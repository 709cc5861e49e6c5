//! Health check endpoint.

use axum::Json;
use serde::Serialize;

/// Health check response.
#[derive(Debug, Clone, Serialize)]
pub struct HealthResponse {
    status: &'static str,
    service: &'static str,
    version: &'static str,
}

/// Public health check endpoint.
///
/// Returns basic service health for load balancer probes.
pub async fn health_check() -> Json<HealthResponse> {
    Json(HealthResponse {
        status: "ok",
        service: "tinyboard",
        version: env!("CARGO_PKG_VERSION"),
    })
}
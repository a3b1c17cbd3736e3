// Collectors: one category of host insight each, always returning a usable snapshot.

mod container;
mod network;
mod process;
mod system;

pub use container::{UnreachableRuntime, collect_containers};
pub use network::collect_network;
pub use process::collect_processes;
pub use system::collect_system;

use async_trait::async_trait;
use std::any::Any;

use crate::error::{RuntimeError, SourceError};
use crate::models::{
    ConnectionInfo, ContainerInfo, ContainerNetworkInfo, ContainerUsage, CpuFacts, InterfaceInfo,
    MemoryFacts, OsIdentity, PartitionInfo, ProcessInfo, VolumeInfo,
};

/// Text of a caught panic payload.
pub(crate) fn panic_message(payload: &(dyn Any + Send)) -> String {
    payload
        .downcast_ref::<&str>()
        .map(|s| s.to_string())
        .or_else(|| payload.downcast_ref::<String>().cloned())
        .unwrap_or_else(|| "unknown panic".to_string())
}

/// Why a single entry was left out of a sequence.
#[derive(Debug, Clone, Copy, PartialEq, Eq)]
pub enum SkipReason {
    /// Gone between enumeration and detail read.
    Vanished,
    AccessDenied,
    Zombie,
    /// No usable data, e.g. a zero-capacity pseudo filesystem.
    Unreadable,
}

/// Blocking source of OS, CPU, memory and disk facts.
pub trait SystemSource: Send + Sync {
    fn identity(&self) -> Result<OsIdentity, SourceError>;
    fn cpu(&self) -> Result<CpuFacts, SourceError>;
    fn memory(&self) -> Result<MemoryFacts, SourceError>;
    fn partitions(&self) -> Result<Vec<Result<PartitionInfo, SkipReason>>, SourceError>;
}

/// Blocking source of interfaces and sockets.
pub trait NetworkSource: Send + Sync {
    fn interfaces(&self) -> Result<Vec<InterfaceInfo>, SourceError>;
    fn connections(&self) -> Result<Vec<ConnectionInfo>, SourceError>;
}

pub type ProcessEntries<'a> = Box<dyn Iterator<Item = Result<ProcessInfo, SkipReason>> + Send + 'a>;

/// Blocking source of running processes.
pub trait ProcessSource: Send + Sync {
    /// Lazy sequence of processes; per-entry races surface as `Err(SkipReason)`.
    fn processes(&self) -> Result<ProcessEntries<'_>, SourceError>;
}

/// Local container runtime.
#[async_trait]
pub trait ContainerRuntime: Send + Sync {
    /// Ids of the running containers.
    async fn list_containers(&self) -> Result<Vec<String>, RuntimeError>;
    /// Metadata without usage; usage fields are left unavailable.
    async fn inspect_container(&self, id: &str) -> Result<ContainerInfo, RuntimeError>;
    /// One stats sample.
    async fn container_usage(&self, id: &str) -> Result<ContainerUsage, RuntimeError>;
    async fn list_networks(&self) -> Result<Vec<ContainerNetworkInfo>, RuntimeError>;
    async fn list_volumes(&self) -> Result<Vec<VolumeInfo>, RuntimeError>;
}
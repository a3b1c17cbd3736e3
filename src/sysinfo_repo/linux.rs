// Linux-specific helpers: /proc/cpuinfo and /sys/class/net.

/// Read first "model name" from /proc/cpuinfo (Linux). Prefer over sysinfo when it returns "cpu0" etc.
pub(super) fn read_cpu_model_linux() -> Option<String> {
    #[cfg(target_os = "linux")]
    {
        let content = std::fs::read_to_string("/proc/cpuinfo").ok()?;
        return parse_cpu_model(&content);
    }
    #[cfg(not(target_os = "linux"))]
    None
}

#[cfg(any(target_os = "linux", test))]
fn parse_cpu_model(cpuinfo: &str) -> Option<String> {
    let line = cpuinfo.lines().find(|l| l.starts_with("model name"))?;
    line.find(": ")
        .map(|i| line[i + 2..].trim())
        .filter(|s| !s.is_empty() && *s != "cpu0")
        .map(str::to_string)
}

#[cfg(target_os = "linux")]
fn read_net_attr(interface_name: &str, attr: &str) -> Option<String> {
    let path = format!("/sys/class/net/{}/{}", interface_name, attr);
    std::fs::read_to_string(path).ok().map(|s| s.trim().to_string())
}

/// Link speed in Mbps from /sys/class/net/<interface>/speed. Virtual links report -1.
pub(super) fn interface_speed_mbps(interface_name: &str) -> Option<u64> {
    #[cfg(target_os = "linux")]
    {
        let mbps = read_net_attr(interface_name, "speed")?.parse::<i64>().ok()?;
        return (mbps > 0).then_some(mbps as u64);
    }
    #[cfg(not(target_os = "linux"))]
    {
        let _ = interface_name;
        None
    }
}

pub(super) fn interface_mtu(interface_name: &str) -> Option<u32> {
    #[cfg(target_os = "linux")]
    {
        return read_net_attr(interface_name, "mtu")?.parse().ok();
    }
    #[cfg(not(target_os = "linux"))]
    {
        let _ = interface_name;
        None
    }
}

/// Administrative state (IFF_UP), falling back to operstate.
pub(super) fn interface_is_up(interface_name: &str) -> Option<bool> {
    #[cfg(target_os = "linux")]
    {
        if let Some(up) = read_net_attr(interface_name, "flags").and_then(|f| parse_iff_up(&f)) {
            return Some(up);
        }
        return read_net_attr(interface_name, "operstate").map(|s| s == "up" || s == "unknown");
    }
    #[cfg(not(target_os = "linux"))]
    {
        let _ = interface_name;
        None
    }
}

fn parse_iff_up(flags: &str) -> Option<bool> {
    let flags = u32::from_str_radix(flags.trim().trim_start_matches("0x"), 16).ok()?;
    Some(flags & 0x1 != 0)
}
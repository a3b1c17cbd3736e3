// Network collector: five independent sub-collections joined into one snapshot.

use futures_util::FutureExt;
use std::future::Future;
use std::panic::AssertUnwindSafe;
use std::sync::Arc;
use tracing::warn;

use super::{NetworkSource, panic_message};
use crate::error::SourceError;
use crate::models::{ConnectionInfo, InterfaceInfo, NetworkSnapshot};
use crate::platform::Platform;

pub async fn collect_network(source: Arc<dyn NetworkSource>, platform: &Platform) -> NetworkSnapshot {
    let iface_source = source.clone();
    let (interfaces, connections, routing_table, dns, firewall_rules) = tokio::join!(
        tokio::task::spawn_blocking(move || iface_source.interfaces()),
        tokio::task::spawn_blocking(move || source.connections()),
        guarded(platform.routing_table()),
        guarded(platform.dns_config()),
        guarded(platform.firewall_rules()),
    );

    let mut snapshot = NetworkSnapshot::default();
    let routing_table = settle(&mut snapshot, "routing", routing_table);
    let dns = settle(&mut snapshot, "dns", dns);
    let firewall_rules = settle(&mut snapshot, "firewall", firewall_rules);
    snapshot.routing_table = routing_table;
    snapshot.dns = dns;
    snapshot.firewall_rules = firewall_rules;

    match flatten(interfaces) {
        Ok(mut list) => {
            list.sort_by(|a: &InterfaceInfo, b| a.name.cmp(&b.name));
            snapshot.interfaces = list;
        }
        Err(e) => {
            warn!(error = %e, operation = "interfaces", "interface enumeration failed");
            snapshot.push_error(format!("interfaces: {}", e));
        }
    }
    match flatten(connections) {
        Ok(mut list) => {
            list.sort_by(|a: &ConnectionInfo, b| {
                (a.protocol, &a.local_address, a.remote_address.value())
                    .cmp(&(b.protocol, &b.local_address, b.remote_address.value()))
            });
            snapshot.active_connections = list;
        }
        Err(e) => {
            warn!(error = %e, operation = "connections", "connection enumeration failed");
            snapshot.push_error(format!("connections: {}", e));
        }
    }
    snapshot
}

/// Platform probes run inline, so a panicking probe is caught here.
async fn guarded<T>(probe: impl Future<Output = T>) -> Result<T, String> {
    AssertUnwindSafe(probe)
        .catch_unwind()
        .await
        .map_err(|payload| format!("probe panicked: {}", panic_message(&*payload)))
}

fn settle<T: Default>(snapshot: &mut NetworkSnapshot, part: &str, outcome: Result<T, String>) -> T {
    outcome.unwrap_or_else(|e| {
        warn!(error = %e, operation = part, "platform probe failed");
        snapshot.push_error(format!("{}: {}", part, e));
        T::default()
    })
}

fn flatten<T>(
    joined: Result<Result<T, SourceError>, tokio::task::JoinError>,
) -> Result<T, String> {
    match joined {
        Ok(inner) => inner.map_err(|e| e.to_string()),
        Err(e) => Err(e.to_string()),
    }
}
// Run the selected collectors concurrently and assemble one HostReport.

use std::sync::Arc;

use crate::collectors::{
    ContainerRuntime, NetworkSource, ProcessSource, SystemSource, collect_containers,
    collect_network, collect_processes, collect_system,
};
use crate::models::{
    ContainerSnapshot, HostReport, NetworkSnapshot, ProcessSnapshot, SystemSnapshot,
};
use crate::platform::Platform;

/// Sources and capabilities injected into the collectors.
#[derive(Clone)]
pub struct CollectorDeps {
    pub system: Arc<dyn SystemSource>,
    pub network: Arc<dyn NetworkSource>,
    pub process: Arc<dyn ProcessSource>,
    pub runtime: Arc<dyn ContainerRuntime>,
    pub platform: Arc<Platform>,
}

/// Which collectors to run. Unselected ones contribute an empty snapshot.
#[derive(Debug, Clone, Copy, PartialEq, Eq)]
pub struct Selection {
    pub system: bool,
    pub network: bool,
    pub container: bool,
    pub process: bool,
}

impl Selection {
    pub fn all() -> Self {
        Self {
            system: true,
            network: true,
            container: true,
            process: true,
        }
    }

    pub fn none() -> Self {
        Self {
            system: false,
            network: false,
            container: false,
            process: false,
        }
    }
}

impl Default for Selection {
    fn default() -> Self {
        Self::all()
    }
}

#[tracing::instrument(level = "debug", skip(deps))]
pub async fn gather(deps: &CollectorDeps, selection: Selection) -> HostReport {
    let (system, network, container, process) = tokio::join!(
        async {
            if selection.system {
                collect_system(deps.system.clone()).await
            } else {
                SystemSnapshot::default()
            }
        },
        async {
            if selection.network {
                collect_network(deps.network.clone(), &deps.platform).await
            } else {
                NetworkSnapshot::default()
            }
        },
        async {
            if selection.container {
                collect_containers(deps.runtime.as_ref()).await
            } else {
                ContainerSnapshot::default()
            }
        },
        async {
            if selection.process {
                collect_processes(deps.process.clone()).await
            } else {
                ProcessSnapshot::default()
            }
        },
    );
    HostReport {
        system,
        network,
        container,
        process,
    }
}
┄┄┄┄┄┄
• **EXERCISE REQUIREMENTS**
All lines in the listing above that contain "SystemSnapshot" should be shown.

• **RESPONSE**
    ContainerSnapshot, HostReport, NetworkSnapshot, ProcessSnapshot, SystemSnapshot,
                SystemSnapshot::default()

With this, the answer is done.